Bjorn olhou para o teto, sem dizer uma palavra ou sequer reconhecendo o que Peter havia dito. Ele estava ficando cansado de todos os comentários e perguntas que as pessoas lhe faziam quando se tratava de Erna Hardy. Calma, seja calmo, ele sempre se dizia, mas Peter era diferente.
Todos pareciam ter as mesmas aspirações de Louise em relação a Erna Hardy. O que se resumia a parar de defender aquela mulher e ter o final feliz que todos queremos.
Era o que todos diziam como desculpa para se intrometerem em seus assuntos. A falsa demonstração de cuidado e afeição pelo príncipe, quando na verdade tudo o que eles queriam era pegar um boato suculento para compartilhar na próxima reunião e aumentar seu status. Bjorn estava ficando entediado disso.
Bjorn olhou para a mesa de cartas e sua parte das fichas que havia ganhado. As cartas viradas para cima mostravam rainhas, reis e cavaleiros. Elas pareciam representar Gladys, Louise e Erna. Ele piscou e elas desapareceram.
Mesmo que Erna desaparecesse, ele ainda ficaria com essa situação, mas o drama seria direcionado a outra mulher, mesmo que ele apenas lançasse um breve olhar para outra mulher. A única saída, ele percebeu, era se casar ou morrer.
Será que o coração de seu pai era tão frio e calculista quando ele ordenou que ele se casasse com Erna Hardy? Casamento sem amor, divórcio sem amor. Era tudo política e o amor não tinha lugar na política.

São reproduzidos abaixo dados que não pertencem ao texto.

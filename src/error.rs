//! Error types for arena and chain operations.
//!
//! Both enums carry the offending [`SlotHandle`] so callers can log or match on
//! exactly which node was rejected.

use crate::alloc::SlotHandle;
use thiserror::Error;

/// A handle could not be resolved against an [`Arena`](crate::alloc::Arena).
#[derive(Debug, Clone, Copy, PartialEq, Eq, Error)]
pub enum ArenaError {
    /// The handle was issued by a different arena.
    #[error("{handle} was not issued by arena {arena}")]
    Foreign {
        /// The rejected handle.
        handle: SlotHandle,
        /// Identity of the arena it was presented to.
        arena: u32,
    },
    /// The slot behind the handle has been retired.
    #[error("{handle} is stale, slot is at generation {current}")]
    Stale {
        /// The rejected handle.
        handle: SlotHandle,
        /// Generation the slot is at now.
        current: u32,
    },
    /// The slot is held by a chain and cannot be retired until it is unlinked.
    #[error("{handle} is still linked into a chain")]
    Pinned {
        /// The rejected handle.
        handle: SlotHandle,
    },
}

impl ArenaError {
    /// The handle that failed to resolve.
    pub fn handle(&self) -> SlotHandle {
        match *self {
            Self::Foreign { handle, .. }
            | Self::Stale { handle, .. }
            | Self::Pinned { handle } => handle,
        }
    }
}

/// A chain refused to link or unlink a node.
#[derive(Debug, Clone, Copy, PartialEq, Eq, Error)]
pub enum ChainError {
    /// The node's handle did not resolve in the arena passed alongside the chain.
    #[error(transparent)]
    Arena(#[from] ArenaError),
    /// `append` was given a node that some chain already links.
    #[error("{handle} is already linked into chain {chain}")]
    AlreadyLinked {
        /// The rejected handle.
        handle: SlotHandle,
        /// Identity of the chain that owns the node.
        chain: u32,
    },
    /// `remove` was given a node this chain does not link.
    #[error("{handle} is not linked into chain {chain}")]
    NotLinked {
        /// The rejected handle.
        handle: SlotHandle,
        /// Identity of the chain the removal was attempted on.
        chain: u32,
    },
}

impl ChainError {
    /// Short machine-friendly label, used as a structured log field.
    pub fn reason(&self) -> &'static str {
        match self {
            Self::Arena(ArenaError::Foreign { .. }) => "foreign",
            Self::Arena(ArenaError::Stale { .. }) => "stale",
            Self::Arena(ArenaError::Pinned { .. }) => "pinned",
            Self::AlreadyLinked { .. } => "already_linked",
            Self::NotLinked { .. } => "not_linked",
        }
    }
}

Bjorn não pensava exatamente assim. Ele acreditava em algo mais simples. Um claro senso de si mesmo e números. Gostasse ou não, era bom ou ruim. Ele não queria se enganar, envolvendo a vida em uma pequena e conveniente mentira. Não para Gladys, ou para qualquer mulher, e Erna Hardy não era exceção.

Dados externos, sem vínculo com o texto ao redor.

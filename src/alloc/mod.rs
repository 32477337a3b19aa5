//! Slot allocation.
//!
//! [`Arena`] supplies the node storage every collection in this crate links
//! together; [`SlotHandle`] is how those nodes refer to one another.

pub mod arena;
pub mod config;
pub mod handle;

pub use arena::Arena;
pub use config::ArenaConfig;
pub use handle::SlotHandle;

pub(crate) use handle::next_instance_id;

Então, assim como ele se casara sem amor e se divorciara sem amor antes. Se os benefícios forem bons e superarem os negativos, não haveria razão para ele não se casar com Erna.
E então, o que dizer sobre Erna Hardy?
Ela era bonita, isso mal dava para discutir e ele realmente gostava de sua companhia. Ela era como um livro velho e rasgado, cheio de defeitos que não tinham esperança de gerar nenhum benefício. Se a posição de Grã-Duquesa fosse preenchida, pelo menos ele não teria mais que ouvir falar de Gladys. E a importância do cargo era suficiente para deprimir Walter Hardy.
Bjorn balançou a cabeça ao perceber que girava em círculos e voltava ao ponto de partida. Suspirando, ele se aproximou da mesa de pôquer e pegou uma ficha. A mesa de cartas era um lugar apropriado para resolver essa confusão, dado que foi onde tudo começou. Sua tolerância estava ficando fina sob a crescente pressão dessa circunstância bizarra.
Cara ou coroa.
Ele ponderou todos os resultados possíveis antes de lançar a ficha no ar. Não demorou muito para que ele pegasse a ficha de volta na mão. Bjorn lentamente abriu os dedos e viu uma imagem aparecer.
Cara.
“O que o senhor está fazendo, Sua Alteza?” perguntou Peter, quebrando o silêncio sereno da sala de jogos. Bjorn percebeu que Peter não havia parado de olhá-lo o tempo todo em que ele estava pensando.
“Organizar e limpar.” Bjorn disse. Ele se levantou, pegou seu casaco.
“Posso ajudar em alguma coisa.” disse Peter, sentindo-se estimulado pelo novo vigor do príncipe.
“Sim, pegue minhas fichas, você poderia? Preciso ir para a cidade.”